Allegrotto il tono sfoggiato dalla giornalista americana Linda Dackman in un articolo pubblicato da La Repubblica delle Donne, il cui titolo è già un programma: 'Cercando l’amore nella banca dello sperma'. Il pezzo autobiografico racconta la difficile selezione del donatore perfetto da parte di Linda, 42 anni.
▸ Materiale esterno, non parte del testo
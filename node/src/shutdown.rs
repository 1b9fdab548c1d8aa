//! Graceful shutdown for the civic node.
//!
//! A single `watch` flag flips to `true` once. Tasks that start listening
//! after the flip still see it, so a server spawned during shutdown stops
//! straight away instead of hanging.

use std::future::Future;

use tokio::signal;
use tokio::sync::watch;

/// Owns the shutdown flag. Shared by the node and the daemon.
pub struct ShutdownController {
    flag: watch::Sender<bool>,
}

/// A listener handed to one background task.
#[derive(Clone)]
pub struct ShutdownSignal {
    flag: watch::Receiver<bool>,
}

impl ShutdownSignal {
    /// Resolve once shutdown has been requested. Returns immediately if it
    /// already was.
    pub async fn recv(&mut self) {
        // An error means the controller is gone, which also means stop.
        let _ = self.flag.wait_for(|stopping| *stopping).await;
    }

    pub fn is_stopping(&self) -> bool {
        *self.flag.borrow()
    }
}

impl ShutdownController {
    pub fn new() -> Self {
        let (flag, _) = watch::channel(false);
        Self { flag }
    }

    pub fn subscribe(&self) -> ShutdownSignal {
        ShutdownSignal {
            flag: self.flag.subscribe(),
        }
    }

    /// Request shutdown. Idempotent.
    pub fn shutdown(&self) {
        self.flag.send_replace(true);
    }

    pub fn is_stopping(&self) -> bool {
        *self.flag.borrow()
    }

    /// Owned future for APIs that take a graceful-shutdown future, such as
    /// `axum::serve(..).with_graceful_shutdown`.
    pub fn signalled(&self) -> impl Future<Output = ()> + Send + 'static {
        let mut signal = self.subscribe();
        async move { signal.recv().await }
    }

    /// Block until SIGINT or SIGTERM arrives, then request shutdown.
    pub async fn wait_for_signal(&self) {
        #[cfg(unix)]
        let terminate = async {
            match signal::unix::signal(signal::unix::SignalKind::terminate()) {
                Ok(mut sigterm) => {
                    sigterm.recv().await;
                }
                Err(e) => {
                    tracing::warn!(error = %e, "cannot listen for SIGTERM, only SIGINT will stop the node");
                    std::future::pending::<()>().await;
                }
            }
        };
        #[cfg(not(unix))]
        let terminate = std::future::pending::<()>();

        tokio::select! {
            _ = signal::ctrl_c() => tracing::info!(signal = "SIGINT", "shutdown requested"),
            _ = terminate => tracing::info!(signal = "SIGTERM", "shutdown requested"),
        }
        self.shutdown();
    }
}

impl Default for ShutdownController {
    fn default() -> Self {
        Self::new()
    }
}

#[cfg(test)]
mod tests {
    use super::*;
    use std::time::Duration;

    #[tokio::test]
    async fn every_listener_sees_the_request() {
        let controller = ShutdownController::new();
        let mut a = controller.subscribe();
        let mut b = controller.subscribe();
        controller.shutdown();
        a.recv().await;
        b.recv().await;
        assert!(a.is_stopping() && b.is_stopping());
    }

    #[tokio::test]
    async fn late_listener_returns_immediately() {
        let controller = ShutdownController::new();
        controller.shutdown();
        let late = controller.signalled();
        tokio::time::timeout(Duration::from_secs(1), late)
            .await
            .expect("already signalled");
    }

    #[tokio::test]
    async fn listener_waits_until_requested() {
        let controller = ShutdownController::new();
        let mut signal = controller.subscribe();
        assert!(tokio::time::timeout(Duration::from_millis(20), signal.recv())
            .await
            .is_err());
        controller.shutdown();
        signal.recv().await;
        assert!(controller.is_stopping());
    }
}
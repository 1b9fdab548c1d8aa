use civic_store::StoreError;
use civic_types::{Coordinates, IssueId, IssueStatus, TypeError, VoterId};
use thiserror::Error;

#[derive(Debug, Error)]
pub enum EngineError {
    #[error("invalid location {0}")]
    InvalidLocation(Coordinates),

    #[error("{voter} has already voted on issue {issue}")]
    AlreadyVoted { issue: IssueId, voter: VoterId },

    #[error("voter is {distance_meters:.0} m from the issue, outside its {radius_meters:.0} m radius")]
    OutOfRange {
        distance_meters: f64,
        radius_meters: f64,
    },

    #[error("issue {issue} is {status} and no longer accepts votes")]
    IssueClosed { issue: IssueId, status: IssueStatus },

    #[error("cannot move issue from {from} to {to}")]
    InvalidTransition { from: IssueStatus, to: IssueStatus },

    #[error("caller is not authenticated")]
    NotAuthenticated,

    #[error("issue {issue} kept changing underneath the write ({attempts} attempts)")]
    PersistenceConflict { issue: IssueId, attempts: u32 },

    #[error("issue {0} not found")]
    NotFound(IssueId),

    #[error("invalid issue: {0}")]
    InvalidIssue(String),

    #[error("reporters may not vote on their own issue")]
    SelfVote,

    #[error("invalid engine parameters: {0}")]
    InvalidParams(#[from] TypeError),

    #[error("store error: {0}")]
    Store(StoreError),
}

impl From<StoreError> for EngineError {
    fn from(e: StoreError) -> Self {
        match e {
            StoreError::NotFound(id) => EngineError::NotFound(id),
            StoreError::Conflict { issue, .. } => EngineError::PersistenceConflict { issue, attempts: 1 },
            other => EngineError::Store(other),
        }
    }
}

impl From<civic_geofence::GeofenceError> for EngineError {
    fn from(e: civic_geofence::GeofenceError) -> Self {
        match e {
            civic_geofence::GeofenceError::InvalidLocation(at) => EngineError::InvalidLocation(at),
        }
    }
}
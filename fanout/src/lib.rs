//! Change fan-out for issue mutations.
//!
//! Observers subscribe to a single issue or to every issue and receive
//! [`IssueChange`] events over their own channel. Delivery is at-least-once
//! and ordered per issue by revision: an update is never handed to an
//! observer before the creation event of the same issue. No ordering holds
//! across issues.

pub mod change;
pub mod registry;

pub use change::{ChangeKind, ChangePublisher, IssueChange};
pub use registry::{ChangeFanout, Scope, Subscription, SubscriptionId};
Resasi conto che il tempo per trovare l’uomo giusto con cui mettere al mondo un bambino stava per scadere, la donna ha deciso di «fare tutto da sola», recandosi alla Sperm Bank of California per una fecondazione eterologa. Lo shopping nel reparto congelati non è facile, il campionario è vasto. Però la tariffa per la consultazione dello schedario con i dati (tutto, tranne nome e cognome) dei donatori è oraria. Dunque basta pagare e ci si può riflettere con calma. Il ragazzotto metà giapponese metà ebreo andrebbe bene («Ebreo, come me, la parte giapponese sarebbe una variante simpatica»), ma se l’etnia mista «fosse un errore?». O il lentigginoso che ama l’arte («La pelle lentigginosa non è proprio la mia preferita, ma la scrittura è bellissima»)? Oppure il numero 537, che fa il professore di filosofia è ha un bel colorito di pelle? Infine la decisione (tormentata: sta scegliendo un padre per suo figlio, mica un nuovo fondotinta): «Prendo il filosofo questa volta. Ma mi piacerebbe tenermi il ragazzo lentigginoso per la prossima. E forse il giapponese di riserva». Alla fine dell’articolo, rimane un dubbio: perché il titolo diceva 'Cercando l’amore'? Mah.
 
Ancora dall’America arriva un’altra storia, raccontata da Oggi: è la vicenda di Teresa Anderson, 25 anni, che ha 'prestato' l’utero (non proprio un prestito come scrive la rivista, però: il compenso era di 15 mila dollari) a una coppia di immigrati messicani con difficoltà procreative. Arruolata su internet («Nessun anonimato squallido e cauteloso, almeno questo volta», è il commento del giornalista Mauro Suttora da Phoenix, Stati Uniti), Teresa si è fatta impiantare cinque embrioni e tutti hanno attecchito. Le foto mostrano una donna con un pancione enorme, poi cinque piccolini prematuri e una coppia molto felice per il contratto andato abbondantemente a buon fine. Uscita dall’ospedale dopo le opportune terapie per la prematurità, la «piccola 'squadra di pallacanestro' è passata nelle mani dei 'legittimi proprietari'», commenta il giornalista. Questa volta il titolo del servizio è azzeccato: «Paghi 1, prendi 5». Fustini di detersivo? Ma no, cosa avete capito: gemellini. Evviva.